Sunday, December 20, 2009
Ma chère Emma / My dear Emma
"Le 9 Février 1905,
Ma chère Emma,
J'ai écrit à L. il y a trois jours, mais je n'attendrai pas sa réponse ici, comme je pars après demain pour Rome. Mon adresse à Rome sera c/o [illisible]. Je laisserai direction que mes lettres me suivent. Je n'ai pas encore reçu aucune lettre de Caire (Caine ?). Votre ami, Jim (Jm ?)"
Ce voyageur qui visite Taormina durant l'hiver 1905 est préoccupé par les lettres qu'il écrit et celles qu'il ne reçoit pas. Comment garder le contact entre Paris, Rome et Taormina ? La carte postale envoyée à Emma dit l'angoisse des liens que l'on tisse, des liens qui se rompent. Elle dit peut-être aussi la peur d'une solitude, que la carte choisie pour cet échange vient mettre en image.
La promenade panoramique des jardins du Grand Hôtel San Domenico est bien déserte. Les neiges de l'Etna, en arrière-plan, les arbres sans fleurs disent la froidure de l'hiver. Assis sur un fauteuil, en retrait des bancs vides, un homme au visage indiscernable semble être un étranger en villégiature, tant le chapeau et un costume que l'on devine élégant le distinguent des paysans et des pêcheurs de Taormina. Les jambes nonchalamment croisées, il regarde le photographe et fournit l'échelle humaine du panorama qui s'ouvre derrière lui.
Ma chère Emma,
J'aimerai tant en savoir plus sur ce que cette carte montre, mais ne vous dit pas. Pourquoi ce séjour hivernal à Taormina de votre ami Jim (si je lis bien la signature...) ? Qu'est-il venu chercher ici, en cet hiver 1905, avant de se rendre à Rome ?
Ma chère Emma (aima ?),
Il me plait d'imaginer que votre ami aimait les garçons et que Taormina était l'un des rares lieux, en 1905, où cela pouvait se dire et se vivre. Résider pour quelques jours au S. Domenico était, pour ainsi dire, entrer dans la représentation, de l'autre côté du cadre, entrer dans les photographies de von Gloeden, respirer le même air et la même lumière que ses modèles à peine voilés. Ma chère Emma, peut-être votre ami a-t-il rencontré Giovanni ou Marco, Peppino, Pietro ou Nicola, qui ont prêté leur beauté aux bergers de Virgile et de Théocrite...

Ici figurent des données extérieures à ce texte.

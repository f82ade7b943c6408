//! # Hospital Repository
//!
//! Database operations for the hospital registry. Requests reference
//! hospitals; a hospital with open requests cannot be deactivated.

use chrono::Utc;
use sqlx::SqlitePool;
use tracing::debug;

use crate::error::DbResult;
use hemovault_core::{Hospital, NewHospital};

/// Repository for hospital database operations.
#[derive(Debug, Clone)]
pub struct HospitalRepository {
    pool: SqlitePool,
}

impl HospitalRepository {
    /// Creates a new HospitalRepository.
    pub fn new(pool: SqlitePool) -> Self {
        HospitalRepository { pool }
    }

    /// Registers a new hospital (active by default).
    pub async fn insert(&self, hospital: &NewHospital) -> DbResult<Hospital> {
        let now = Utc::now();
        let today = now.date_naive();

        debug!(name = %hospital.hospital_name, "Registering hospital");

        let result = sqlx::query(
            r#"
            INSERT INTO hospitals (
                hospital_name, hospital_type, contact_person,
                email, phone, address, city, state, pincode,
                license_number, is_active, registered_date, created_at
            ) VALUES (?1, ?2, ?3, ?4, ?5, ?6, ?7, ?8, ?9, ?10, 1, ?11, ?12)
            "#,
        )
        .bind(&hospital.hospital_name)
        .bind(&hospital.hospital_type)
        .bind(&hospital.contact_person)
        .bind(&hospital.email)
        .bind(&hospital.phone)
        .bind(&hospital.address)
        .bind(&hospital.city)
        .bind(&hospital.state)
        .bind(&hospital.pincode)
        .bind(&hospital.license_number)
        .bind(today)
        .bind(now)
        .execute(&self.pool)
        .await?;

        Ok(Hospital {
            hospital_id: result.last_insert_rowid(),
            hospital_name: hospital.hospital_name.clone(),
            hospital_type: hospital.hospital_type.clone(),
            contact_person: hospital.contact_person.clone(),
            email: hospital.email.clone(),
            phone: hospital.phone.clone(),
            address: hospital.address.clone(),
            city: hospital.city.clone(),
            state: hospital.state.clone(),
            pincode: hospital.pincode.clone(),
            license_number: hospital.license_number.clone(),
            is_active: true,
            registered_date: today,
            created_at: now,
        })
    }

    /// Gets a hospital by ID.
    pub async fn get_by_id(&self, hospital_id: i64) -> DbResult<Option<Hospital>> {
        let hospital: Option<Hospital> = sqlx::query_as(
            r#"
            SELECT
                hospital_id, hospital_name, hospital_type, contact_person,
                email, phone, address, city, state, pincode,
                license_number, is_active, registered_date, created_at
            FROM hospitals
            WHERE hospital_id = ?1
            "#,
        )
        .bind(hospital_id)
        .fetch_optional(&self.pool)
        .await?;

        Ok(hospital)
    }

    /// Attempts to deactivate a hospital.
    ///
    /// ## Returns
    /// * `Ok(true)` - hospital was active with no open requests; deactivated
    /// * `Ok(false)` - hospital missing, already inactive, or it still has
    ///   unfulfilled requests
    ///
    /// The open-request guard is part of the UPDATE itself, so a request
    /// created concurrently cannot slip past it.
    pub async fn try_deactivate(&self, hospital_id: i64) -> DbResult<bool> {
        let result = sqlx::query(
            r#"
            UPDATE hospitals SET is_active = 0
            WHERE hospital_id = ?1
              AND is_active = 1
              AND NOT EXISTS (
                  SELECT 1 FROM blood_requests
                  WHERE hospital_id = ?1 AND request_status != 'Fulfilled'
              )
            "#,
        )
        .bind(hospital_id)
        .execute(&self.pool)
        .await?;

        Ok(result.rows_affected() == 1)
    }

    /// Total active hospitals.
    pub async fn count_active(&self) -> DbResult<i64> {
        let count: i64 =
            sqlx::query_scalar("SELECT COUNT(*) FROM hospitals WHERE is_active = 1")
                .fetch_one(&self.pool)
                .await?;

        Ok(count)
    }
}

// =============================================================================
// Unit Tests
// =============================================================================
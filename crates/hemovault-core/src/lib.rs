//! # hemovault-core: Pure Domain Logic for HemoVault
//!
//! This crate is the **heart** of HemoVault. It contains every medical and
//! business rule of the blood bank as pure functions with zero I/O
//! dependencies.
//!
//! ## Architecture Position
//! ```text
//! ┌─────────────────────────────────────────────────────────────────────────┐
//! │                       HemoVault Architecture                            │
//! │                                                                         │
//! │  ┌─────────────────────────────────────────────────────────────────┐   │
//! │  │                  Callers (UI / API layer)                       │   │
//! │  │   Intake form ──► Allocation form ──► Dashboards ──► Reports    │   │
//! │  └─────────────────────────────┬───────────────────────────────────┘   │
//! │                                │                                        │
//! │  ┌─────────────────────────────▼───────────────────────────────────┐   │
//! │  │                  hemovault-engine                               │   │
//! │  │    process_donation, allocate_blood, alerts, views, reports     │   │
//! │  └─────────────────────────────┬───────────────────────────────────┘   │
//! │                                │                                        │
//! │  ┌─────────────────────────────▼───────────────────────────────────┐   │
//! │  │              ★ hemovault-core (THIS CRATE) ★                    │   │
//! │  │                                                                 │   │
//! │  │   ┌───────────┐  ┌───────────┐  ┌────────────┐  ┌───────────┐  │   │
//! │  │   │   types   │  │   units   │  │eligibility │  │ validation│  │   │
//! │  │   │BloodGroup │  │   Units   │  │ 90-day rule│  │   rules   │  │   │
//! │  │   │ statuses  │  │ ml ⇄ unit │  │ labels     │  │  checks   │  │   │
//! │  │   └───────────┘  └───────────┘  └────────────┘  └───────────┘  │   │
//! │  │                                                                 │   │
//! │  │   NO I/O • NO DATABASE • NO CLOCK • PURE FUNCTIONS              │   │
//! │  └─────────────────────────────────────────────────────────────────┘   │
//! │                                │                                        │
//! │  ┌─────────────────────────────▼───────────────────────────────────┐   │
//! │  │                  hemovault-db (Database Layer)                  │   │
//! │  │         SQLite queries, stock ledger, migrations, repos         │   │
//! │  └─────────────────────────────────────────────────────────────────┘   │
//! └─────────────────────────────────────────────────────────────────────────┘
//! ```
//!
//! ## Modules
//!
//! - [`types`] - Domain types (Donor, Donation, BloodRequest, status enums)
//! - [`units`] - Whole-blood unit counting with integer arithmetic
//! - [`eligibility`] - The 90-day donor eligibility window
//! - [`validation`] - Field-level validation rules
//! - [`views`] - Read-model row types shared with the storage/engine layers
//! - [`error`] - Domain error types
//!
//! ## Design Principles
//!
//! 1. **Pure Functions**: Every function is deterministic - same input = same output
//! 2. **No Clock Access**: "today" is always a parameter, never `Utc::now()`
//! 3. **Integer Units**: Stock is counted in whole units (i64), never floats
//! 4. **Derived Statuses**: stock/deadline/eligibility labels are computed from
//!    numeric fields on read, never stored as independently-settable state

// =============================================================================
// Module Declarations
// =============================================================================

pub mod eligibility;
pub mod error;
pub mod types;
pub mod units;
pub mod validation;
pub mod views;

// =============================================================================
// Re-exports for Convenience
// =============================================================================
// These allow users to do `use hemovault_core::Units` instead of
// `use hemovault_core::units::Units`

pub use error::{CoreError, ValidationError};
pub use types::*;
pub use units::Units;

// =============================================================================
// Crate-Level Constants
// =============================================================================

/// Volume of one standard whole-blood unit, in millilitres.
///
/// ## Why a constant?
/// Stock is counted in whole units but donations and transfusions record
/// their actual volume. Every ml⇄unit conversion in the system goes through
/// this single value (see [`units`]).
pub const STANDARD_UNIT_VOLUME_ML: i64 = 450;

/// Minimum interval between two donations by the same donor, in days.
///
/// ## Medical Reason
/// Whole-blood donors must wait for red cell recovery before donating again.
/// A donor whose last donation is fewer than this many days old is refused;
/// day 90 itself is eligible.
pub const DONATION_INTERVAL_DAYS: i64 = 90;

/// Minimum hemoglobin level for a donation attempt, in g/dL.
///
/// ## Medical Reason
/// Donating below this level risks donor anemia. This gates the *attempt*,
/// independent of the interval rule above.
pub const MIN_HEMOGLOBIN_G_DL: f64 = 12.5;

/// Accepted collection volume range for a single donation, in millilitres.
///
/// ## Medical Reason
/// Standard whole-blood collections are 350/450/500 ml bags. Anything outside
/// this window is an entry error, not a donation.
pub const MIN_DONATION_VOLUME_ML: i64 = 250;
pub const MAX_DONATION_VOLUME_ML: i64 = 550;

/// Default number of rows returned by the recent-donations view.
pub const DEFAULT_RECENT_DONATIONS: i64 = 50;

/// Upper bound accepted for a transfusion patient's age.
pub const MAX_PATIENT_AGE: i64 = 120;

Si peu de précisions sur son séjour à Taormina, l'accent sur un proche départ, vers Rome, dernière étape avant Paris, mais le choix d'une image entre mille autre possibles (le Théâtre grec de Taormina eût été plus transparent) me font deviner tant de choses que votre ami ne pouvait vous dire...
Mais peut-être, ma chère Emma, est-ce juste mon imagination...
Votre ami, Jim (?), ne m'a laissé que ces quelques indices pour déchiffrer l'énigme de son séjour à Taormina.
Je ne sais par quel hasard, ma chère Emma, mais cette carte qui vous était destinée en 1905 vient de me parvenir en 2009.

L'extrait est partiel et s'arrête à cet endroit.